Global stocks had sunk Wednesday as stronger-than-expected US retail sales data dimmed hopes for an early start to US Federal Reserve rate cuts, while weak Chinese growth data gave cause for concern.
London had also been hit by an unexpected but modest acceleration in inflation, which also dampened talk of rate reductions from the Bank of England.
European shares slide more than 1pc on hawkish ECB remarks
Hopes for an early cut by the European Central Bank have also been doused by boss Christine Lagarde who warned no such move was foreseen until the summer.
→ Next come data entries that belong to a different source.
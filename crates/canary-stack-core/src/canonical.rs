//! Canonical CBOR encoding of stack fields and snapshots.
//!
//! The structure digest is computed over these bytes rather than over the
//! in-memory layout, so it covers the logical fields only (no padding, no
//! pointer values) and is identical on every platform:
//! - Map keys are small integers, sorted by encoded bytes
//! - Integers use the smallest valid encoding
//! - Definite lengths only
//! - Elements are encoded as their IEEE-754 bit patterns, never as floats

use ciborium::value::Value;

use crate::hash::Digest32;
use crate::snapshot::{DiagnosticSnapshot, SlotState};
use crate::stack::GuardedStack;
use crate::types::{CallSite, Element, Provenance};

/// Structure field keys.
mod keys {
    pub const GUARD_LOW: u64 = 0;
    pub const BUFFER_PRESENT: u64 = 1;
    pub const SIZE: u64 = 2;
    pub const CAPACITY: u64 = 3;
    pub const NAME: u64 = 4;
    pub const FILE: u64 = 5;
    pub const LINE: u64 = 6;
    pub const FUNCTION: u64 = 7;
    pub const BUFFER_DIGEST: u64 = 8;
    pub const STRUCT_DIGEST: u64 = 9;
    pub const GUARD_HIGH: u64 = 10;
    pub const SENTINEL: u64 = 11;
    pub const POISON: u64 = 12;
    pub const INITIAL_CAPACITY: u64 = 13;
    pub const GROWTH_FACTOR: u64 = 14;
    pub const REDUCTION_FACTOR: u64 = 15;
    pub const HASH_SEED: u64 = 16;
}

/// Snapshot field keys.
mod snapshot_keys {
    pub const CALL_SITE: u64 = 0;
    pub const PROVENANCE: u64 = 1;
    pub const STRUCT_GUARDS: u64 = 2;
    pub const BUFFER_GUARDS: u64 = 3;
    pub const CAPACITY: u64 = 4;
    pub const SIZE: u64 = 5;
    pub const DIGESTS: u64 = 6;
    pub const VERDICT: u64 = 7;
    pub const SLOTS: u64 = 8;
}

/// Encode the logical fields of a stack, with the structure digest as zero.
pub fn canonical_struct_bytes(stack: &GuardedStack) -> Vec<u8> {
    let value = struct_to_cbor_value(stack);
    encode_cbor_value_canonical(&value)
}

/// Encode a snapshot. Addresses are left out so the bytes do not depend on
/// where the stack happened to live.
pub fn canonical_snapshot_bytes(snapshot: &DiagnosticSnapshot) -> Vec<u8> {
    let value = snapshot_to_cbor_value(snapshot);
    encode_cbor_value_canonical(&value)
}

fn uint(n: u64) -> Value {
    Value::Integer(n.into())
}

fn int(n: i64) -> Value {
    Value::Integer(n.into())
}

fn element(e: Element) -> Value {
    uint(e.to_bits())
}

fn digest(d: Digest32) -> Value {
    uint(u64::from(d.0))
}

fn struct_to_cbor_value(stack: &GuardedStack) -> Value {
    let provenance = stack.provenance();
    let config = stack.config();
    let entries = vec![
        (uint(keys::GUARD_LOW), uint(stack.struct_guard_low)),
        (uint(keys::BUFFER_PRESENT), Value::Bool(stack.buffer.is_some())),
        (uint(keys::SIZE), int(stack.size)),
        (uint(keys::CAPACITY), uint(stack.capacity as u64)),
        (uint(keys::NAME), Value::Text(provenance.name.to_owned())),
        (uint(keys::FILE), Value::Text(provenance.file.to_owned())),
        (uint(keys::LINE), uint(u64::from(provenance.line))),
        (uint(keys::FUNCTION), Value::Text(provenance.function.to_owned())),
        (uint(keys::BUFFER_DIGEST), digest(stack.buffer_digest)),
        // The digest never covers itself.
        (uint(keys::STRUCT_DIGEST), digest(Digest32::ZERO)),
        (uint(keys::GUARD_HIGH), uint(stack.struct_guard_high)),
        (uint(keys::SENTINEL), uint(config.sentinel)),
        (uint(keys::POISON), element(config.poison)),
        (uint(keys::INITIAL_CAPACITY), uint(config.initial_capacity as u64)),
        (uint(keys::GROWTH_FACTOR), uint(config.growth_factor as u64)),
        (uint(keys::REDUCTION_FACTOR), uint(config.reduction_factor as u64)),
        (uint(keys::HASH_SEED), uint(u64::from(config.hash_seed))),
    ];
    Value::Map(entries)
}

fn call_site_value(site: &CallSite) -> Value {
    Value::Array(vec![
        Value::Text(site.file.to_owned()),
        uint(u64::from(site.line)),
        Value::Text(site.operation.to_owned()),
    ])
}

fn provenance_value(p: &Provenance) -> Value {
    Value::Array(vec![
        Value::Text(p.name.to_owned()),
        Value::Text(p.file.to_owned()),
        uint(u64::from(p.line)),
        Value::Text(p.function.to_owned()),
    ])
}

fn slot_state_code(state: SlotState) -> u64 {
    match state {
        SlotState::Live => 0,
        SlotState::Poisoned => 1,
        SlotState::Stale => 2,
    }
}

fn snapshot_to_cbor_value(s: &DiagnosticSnapshot) -> Value {
    let optional_element = |e: Option<Element>| e.map(element).unwrap_or(Value::Null);

    let verdict = match &s.verdict {
        Some(e) => Value::Text(e.to_string()),
        None => Value::Null,
    };

    let slots = s
        .slots
        .iter()
        .map(|slot| {
            Value::Array(vec![
                uint(slot.index as u64),
                element(slot.value),
                uint(slot_state_code(slot.state)),
            ])
        })
        .collect();

    Value::Map(vec![
        (uint(snapshot_keys::CALL_SITE), call_site_value(&s.call_site)),
        (uint(snapshot_keys::PROVENANCE), provenance_value(&s.provenance)),
        (
            uint(snapshot_keys::STRUCT_GUARDS),
            Value::Array(vec![uint(s.struct_guard_low), uint(s.struct_guard_high)]),
        ),
        (
            uint(snapshot_keys::BUFFER_GUARDS),
            Value::Array(vec![
                optional_element(s.buffer_guard_low),
                optional_element(s.buffer_guard_high),
            ]),
        ),
        (uint(snapshot_keys::CAPACITY), uint(s.capacity as u64)),
        (uint(snapshot_keys::SIZE), int(s.size)),
        (
            uint(snapshot_keys::DIGESTS),
            Value::Array(vec![digest(s.buffer_digest), digest(s.struct_digest)]),
        ),
        (uint(snapshot_keys::VERDICT), verdict),
        (uint(snapshot_keys::SLOTS), Value::Array(slots)),
    ])
}

/// Encode a CBOR Value to canonical bytes.
fn encode_cbor_value_canonical(value: &Value) -> Vec<u8> {
    let mut buf = Vec::new();
    encode_value_to(&mut buf, value);
    buf
}

fn encode_value_to(buf: &mut Vec<u8>, value: &Value) {
    match value {
        Value::Integer(i) => encode_integer(buf, *i),
        Value::Text(s) => encode_text(buf, s),
        Value::Array(arr) => encode_array(buf, arr),
        Value::Map(entries) => encode_map_canonical(buf, entries),
        Value::Bool(b) => buf.push(if *b { 0xf5 } else { 0xf4 }),
        Value::Null => buf.push(0xf6),
        _ => unreachable!("value kind is never produced by the canonical encoders"),
    }
}

/// Encode a CBOR integer (major types 0 and 1).
fn encode_integer(buf: &mut Vec<u8>, i: ciborium::value::Integer) {
    let n: i128 = i.into();

    if n >= 0 {
        encode_uint(buf, 0, n as u64);
    } else {
        // CBOR encodes -1 as 0, -2 as 1, etc.
        encode_uint(buf, 1, (-1 - n) as u64);
    }
}

/// Encode an unsigned integer with the given major type.
fn encode_uint(buf: &mut Vec<u8>, major: u8, n: u64) {
    let mt = major << 5;
    if n < 24 {
        buf.push(mt | (n as u8));
    } else if n <= 0xff {
        buf.push(mt | 24);
        buf.push(n as u8);
    } else if n <= 0xffff {
        buf.push(mt | 25);
        buf.extend_from_slice(&(n as u16).to_be_bytes());
    } else if n <= 0xffff_ffff {
        buf.push(mt | 26);
        buf.extend_from_slice(&(n as u32).to_be_bytes());
    } else {
        buf.push(mt | 27);
        buf.extend_from_slice(&n.to_be_bytes());
    }
}

fn encode_text(buf: &mut Vec<u8>, s: &str) {
    encode_uint(buf, 3, s.len() as u64);
    buf.extend_from_slice(s.as_bytes());
}

fn encode_array(buf: &mut Vec<u8>, arr: &[Value]) {
    encode_uint(buf, 4, arr.len() as u64);
    for item in arr {
        encode_value_to(buf, item);
    }
}

/// Encode a map canonically (major type 5), keys sorted by encoded bytes.
fn encode_map_canonical(buf: &mut Vec<u8>, entries: &[(Value, Value)]) {
    let mut key_value_pairs: Vec<(Vec<u8>, &Value)> = entries
        .iter()
        .map(|(k, v)| {
            let mut key_buf = Vec::new();
            encode_value_to(&mut key_buf, k);
            (key_buf, v)
        })
        .collect();

    key_value_pairs.sort_by(|a, b| a.0.cmp(&b.0));

    encode_uint(buf, 5, key_value_pairs.len() as u64);

    for (key_bytes, value) in key_value_pairs {
        buf.extend_from_slice(&key_bytes);
        encode_value_to(buf, value);
    }
}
“European markets are rising after yesterday’s losses as the choppy action that we have seen since the start of the year continues,” City Index analyst Fiona Cincotta told AFP.
“The heightened volatility reflects a market that is realigning central bank rate-cut expectations.
“With the European Central Bank rate decision and US inflation data in store for next week, the choppiness that is characterising 2024 looks set to continue.”
The British capital’s FTSE 100 also shifted back into the black following bright news in the betting sector, after gambling giant Flutter revealed surging annual sales and an imminent US listing.
The news sent its share price rocketing 13 percent to £149.20 to top the FTSE 100 risers board.
In Asia, stocks mostly trod higher, but gains were capped by a lack of meaningful measures by Beijing to boost China’s economy following news of poor 2023 growth.